Eines der wichtigsten Ergebnisse des Projekts wird die Amelia-Plattform sein, deren Veröffentlichung für November geplant ist. Sie wird Wirtschafts-, Klima- und Umweltindikatoren integrieren, um die Anfälligkeit und Bereitschaft von Unternehmen und Gebieten zu bewerten. Ziel ist es, ein georeferenziertes Open-Data-Tool anzubieten, das sowohl für Institutionen als auch für das Produktionssystem nützlich ist.

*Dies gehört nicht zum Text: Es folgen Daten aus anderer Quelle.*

use crate::domain::ports::{CancelOutcome, ConfirmOutcome, PaymentGateway};
use crate::error::AppError;
use async_trait::async_trait;
use base64::{engine::general_purpose, Engine as _};
use reqwest::Client;
use serde::{Deserialize, Serialize};
use std::time::Duration;
use tracing::warn;

/// Fixed backoff before the single confirm retry. One retry only; the
/// gateway's own "already processed" signal is the idempotency backstop.
const RETRY_BACKOFF: Duration = Duration::from_secs(1);

pub struct TossGateway {
    client: Client,
    base_url: String,
    auth_header: String,
}

impl TossGateway {
    pub fn new(base_url: String, secret_key: &str, timeout_secs: u64) -> Self {
        let encoded = general_purpose::STANDARD.encode(format!("{}:", secret_key));
        Self {
            client: Client::builder()
                .timeout(Duration::from_secs(timeout_secs))
                .build()
                .unwrap_or_default(),
            base_url,
            auth_header: format!("Basic {}", encoded),
        }
    }
}

#[derive(Serialize)]
#[serde(rename_all = "camelCase")]
struct ConfirmRequest<'a> {
    order_id: &'a str,
    amount: i64,
    payment_key: &'a str,
}

#[derive(Deserialize)]
struct ReceiptPayload {
    url: String,
}

#[derive(Deserialize)]
struct ConfirmResponse {
    status: String,
    #[serde(rename = "totalAmount")]
    total_amount: i64,
    receipt: Option<ReceiptPayload>,
}

/// Error payloads carry the original amount and receipt when the code is
/// ALREADY_PROCESSED_PAYMENT.
#[derive(Deserialize)]
struct GatewayErrorBody {
    code: String,
    #[serde(default)]
    message: String,
    #[serde(rename = "totalAmount")]
    total_amount: Option<i64>,
    receipt: Option<ReceiptPayload>,
}

#[derive(Serialize)]
#[serde(rename_all = "camelCase")]
struct CancelRequest<'a> {
    cancel_reason: &'a str,
}

#[derive(Deserialize)]
struct CancelResponse {
    status: String,
}

#[async_trait]
impl PaymentGateway for TossGateway {
    async fn confirm(
        &self,
        order_id: &str,
        amount: i64,
        payment_key: &str,
    ) -> Result<ConfirmOutcome, AppError> {
        let url = format!("{}/v1/payments/confirm", self.base_url);
        let body = ConfirmRequest {
            order_id,
            amount,
            payment_key,
        };

        let mut last_transient = String::new();
        for attempt in 0..2 {
            if attempt > 0 {
                tokio::time::sleep(RETRY_BACKOFF).await;
            }

            let response = self
                .client
                .post(&url)
                .header("Authorization", &self.auth_header)
                .json(&body)
                .send()
                .await;

            let response = match response {
                Ok(r) => r,
                Err(e) => {
                    warn!(%order_id, attempt, "gateway confirm transport error: {}", e);
                    last_transient = e.to_string();
                    continue;
                }
            };

            if response.status().is_success() {
                let parsed: ConfirmResponse = response
                    .json()
                    .await
                    .map_err(|e| AppError::InternalWithMsg(format!("Malformed gateway response: {}", e)))?;
                return Ok(ConfirmOutcome::Approved {
                    status: parsed.status,
                    total_amount: parsed.total_amount,
                    receipt_url: parsed.receipt.map(|r| r.url),
                });
            }

            let http_status = response.status();
            let error_body: Option<GatewayErrorBody> = response.json().await.ok();

            match error_body {
                Some(err) if err.code == "ALREADY_PROCESSED_PAYMENT" => {
                    // A retried confirm whose first attempt landed. Not an
                    // error; reconcile from the reported amount/receipt.
                    return Ok(ConfirmOutcome::AlreadyProcessed {
                        total_amount: err.total_amount.unwrap_or_default(),
                        receipt_url: err.receipt.map(|r| r.url),
                    });
                }
                Some(err) if err.code == "PROVIDER_ERROR" => {
                    warn!(%order_id, attempt, "gateway provider error: {}", err.message);
                    last_transient = err.message;
                    continue;
                }
                Some(err) => {
                    return Ok(ConfirmOutcome::Rejected {
                        code: err.code,
                        message: err.message,
                    });
                }
                None if http_status.is_server_error() => {
                    warn!(%order_id, attempt, status = %http_status, "gateway confirm 5xx");
                    last_transient = format!("gateway returned {}", http_status);
                    continue;
                }
                None => {
                    return Ok(ConfirmOutcome::Rejected {
                        code: http_status.to_string(),
                        message: "Unreadable gateway error response".to_string(),
                    });
                }
            }
        }

        Ok(ConfirmOutcome::Transient {
            message: last_transient,
        })
    }

    async fn cancel(&self, payment_key: &str, reason: &str) -> Result<CancelOutcome, AppError> {
        let url = format!("{}/v1/payments/{}/cancel", self.base_url, payment_key);

        let response = self
            .client
            .post(&url)
            .header("Authorization", &self.auth_header)
            .json(&CancelRequest { cancel_reason: reason })
            .send()
            .await
            .map_err(|e| AppError::InternalWithMsg(format!("Gateway cancel transport error: {}", e)))?;

        if !response.status().is_success() {
            let http_status = response.status();
            let err: Option<GatewayErrorBody> = response.json().await.ok();
            let (code, message) = match err {
                Some(e) => (e.code, e.message),
                None => (http_status.to_string(), "Unreadable gateway error response".to_string()),
            };
            return Ok(CancelOutcome::Rejected { code, message });
        }

        let parsed: CancelResponse = response
            .json()
            .await
            .map_err(|e| AppError::InternalWithMsg(format!("Malformed gateway response: {}", e)))?;

        if parsed.status == "CANCELED" {
            Ok(CancelOutcome::Cancelled)
        } else {
            Ok(CancelOutcome::Rejected {
                code: parsed.status,
                message: "Cancellation did not reach the CANCELED state".to_string(),
            })
        }
    }
}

Gemeinsam mit Exprivia und Fondazione Links entwickelt das Team interaktive Dashboards, die Unternehmen dabei helfen , ihre Wettbewerbsposition aus einer ESG-Perspektive zu bewerten . Darüber hinaus wird dank der Zusammenarbeit mit Reply ein Projekt zur künstlichen Intelligenz entwickelt, um Unternehmensbilanzen zu analysieren und Anzeichen für eine Gefährdung durch Klimarisiken zu erkennen. Die Untersuchung zeigt, dass das Klimabewusstsein italienischer Unternehmen noch immer unzureichend ist . Ohne entsprechende Investitionen laufen Unternehmen Gefahr, auf die immer deutlicher spürbaren Auswirkungen des Klimawandels und der Umweltschutzbestimmungen nicht vorbereitet zu sein. Die Herausforderung für die Zukunft wird darin bestehen, dieses Bewusstsein in konkrete Maßnahmen umzusetzen und so zu verhindern, dass aus dem „Abwarten“ langfristig ein Mangel an Wettbewerbsfähigkeit wird.